- [What the task asks]
Look through the lines below; wherever the word "bool" appears, copy that line.

- [Data for this task]
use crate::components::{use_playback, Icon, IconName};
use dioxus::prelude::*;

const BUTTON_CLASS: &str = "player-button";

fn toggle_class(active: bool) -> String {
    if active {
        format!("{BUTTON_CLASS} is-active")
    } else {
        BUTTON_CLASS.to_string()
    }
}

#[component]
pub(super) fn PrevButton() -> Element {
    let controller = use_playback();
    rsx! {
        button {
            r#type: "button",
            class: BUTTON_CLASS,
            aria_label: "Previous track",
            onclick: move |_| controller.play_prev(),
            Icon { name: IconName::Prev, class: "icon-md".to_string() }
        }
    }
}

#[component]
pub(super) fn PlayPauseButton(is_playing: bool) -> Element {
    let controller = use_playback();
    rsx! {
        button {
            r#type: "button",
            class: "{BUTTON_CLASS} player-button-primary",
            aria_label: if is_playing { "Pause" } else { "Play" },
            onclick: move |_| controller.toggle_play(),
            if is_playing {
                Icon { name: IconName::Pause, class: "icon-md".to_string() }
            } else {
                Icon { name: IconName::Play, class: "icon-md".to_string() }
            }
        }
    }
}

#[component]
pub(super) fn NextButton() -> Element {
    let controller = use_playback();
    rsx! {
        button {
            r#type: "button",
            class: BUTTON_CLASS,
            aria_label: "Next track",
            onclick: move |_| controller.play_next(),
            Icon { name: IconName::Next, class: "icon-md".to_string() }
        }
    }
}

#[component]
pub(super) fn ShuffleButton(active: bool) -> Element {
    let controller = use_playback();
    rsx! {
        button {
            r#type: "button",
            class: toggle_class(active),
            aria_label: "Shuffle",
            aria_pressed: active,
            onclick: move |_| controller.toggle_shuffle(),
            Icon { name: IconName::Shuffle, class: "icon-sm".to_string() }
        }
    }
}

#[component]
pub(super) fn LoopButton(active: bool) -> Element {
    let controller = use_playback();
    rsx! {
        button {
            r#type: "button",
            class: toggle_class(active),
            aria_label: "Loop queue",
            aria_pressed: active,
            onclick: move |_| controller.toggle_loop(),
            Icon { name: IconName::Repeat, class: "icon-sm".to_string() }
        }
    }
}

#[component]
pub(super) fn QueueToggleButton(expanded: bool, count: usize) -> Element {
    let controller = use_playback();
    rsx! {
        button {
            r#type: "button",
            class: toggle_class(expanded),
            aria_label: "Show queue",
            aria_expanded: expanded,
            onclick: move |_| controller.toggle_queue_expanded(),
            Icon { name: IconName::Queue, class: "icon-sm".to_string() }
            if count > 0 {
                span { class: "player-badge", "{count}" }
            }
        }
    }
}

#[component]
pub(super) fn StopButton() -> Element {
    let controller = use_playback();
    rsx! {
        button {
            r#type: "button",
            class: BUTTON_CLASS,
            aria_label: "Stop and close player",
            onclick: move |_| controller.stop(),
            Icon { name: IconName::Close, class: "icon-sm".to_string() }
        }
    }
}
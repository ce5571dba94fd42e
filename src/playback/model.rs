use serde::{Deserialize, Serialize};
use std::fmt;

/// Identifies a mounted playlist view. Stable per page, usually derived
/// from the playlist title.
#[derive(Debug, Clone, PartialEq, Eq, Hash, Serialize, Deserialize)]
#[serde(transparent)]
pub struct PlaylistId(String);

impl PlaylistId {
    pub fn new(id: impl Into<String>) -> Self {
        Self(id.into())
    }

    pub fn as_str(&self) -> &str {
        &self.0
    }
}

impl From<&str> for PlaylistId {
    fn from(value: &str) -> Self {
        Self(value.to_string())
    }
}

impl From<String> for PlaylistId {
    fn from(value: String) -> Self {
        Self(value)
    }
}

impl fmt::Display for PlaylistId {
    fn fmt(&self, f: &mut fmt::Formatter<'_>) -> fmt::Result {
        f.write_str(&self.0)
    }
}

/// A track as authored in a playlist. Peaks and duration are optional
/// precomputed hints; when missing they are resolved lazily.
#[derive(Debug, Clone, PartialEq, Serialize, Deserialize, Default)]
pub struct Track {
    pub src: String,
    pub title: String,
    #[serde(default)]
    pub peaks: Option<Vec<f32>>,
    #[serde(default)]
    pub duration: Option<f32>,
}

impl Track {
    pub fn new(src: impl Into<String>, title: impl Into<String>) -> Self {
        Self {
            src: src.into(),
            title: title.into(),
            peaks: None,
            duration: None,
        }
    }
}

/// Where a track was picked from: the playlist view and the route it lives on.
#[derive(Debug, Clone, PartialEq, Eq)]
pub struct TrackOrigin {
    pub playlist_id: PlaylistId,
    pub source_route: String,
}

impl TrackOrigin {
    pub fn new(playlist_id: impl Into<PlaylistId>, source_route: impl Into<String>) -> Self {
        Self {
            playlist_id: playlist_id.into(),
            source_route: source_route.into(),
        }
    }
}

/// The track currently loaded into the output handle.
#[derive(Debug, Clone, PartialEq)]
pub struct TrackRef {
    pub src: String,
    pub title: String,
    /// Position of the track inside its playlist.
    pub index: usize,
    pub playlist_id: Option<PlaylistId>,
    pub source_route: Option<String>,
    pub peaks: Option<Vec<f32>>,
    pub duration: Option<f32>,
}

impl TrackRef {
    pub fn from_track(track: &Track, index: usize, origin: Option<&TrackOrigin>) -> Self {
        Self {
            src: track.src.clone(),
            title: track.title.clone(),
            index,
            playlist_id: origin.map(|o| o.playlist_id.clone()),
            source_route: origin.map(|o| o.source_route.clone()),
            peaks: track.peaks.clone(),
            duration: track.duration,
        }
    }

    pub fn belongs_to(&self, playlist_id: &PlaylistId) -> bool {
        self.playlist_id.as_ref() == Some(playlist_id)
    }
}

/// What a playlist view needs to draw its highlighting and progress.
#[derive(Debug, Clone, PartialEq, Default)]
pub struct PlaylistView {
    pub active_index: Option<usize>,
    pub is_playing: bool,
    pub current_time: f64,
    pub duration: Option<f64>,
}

- [Task answer]
fn toggle_class(active: bool) -> String {
pub(super) fn PlayPauseButton(is_playing: bool) -> Element {
pub(super) fn ShuffleButton(active: bool) -> Element {
pub(super) fn LoopButton(active: bool) -> Element {
pub(super) fn QueueToggleButton(expanded: bool, count: usize) -> Element {
    pub fn belongs_to(&self, playlist_id: &PlaylistId) -> bool {
    pub is_playing: bool,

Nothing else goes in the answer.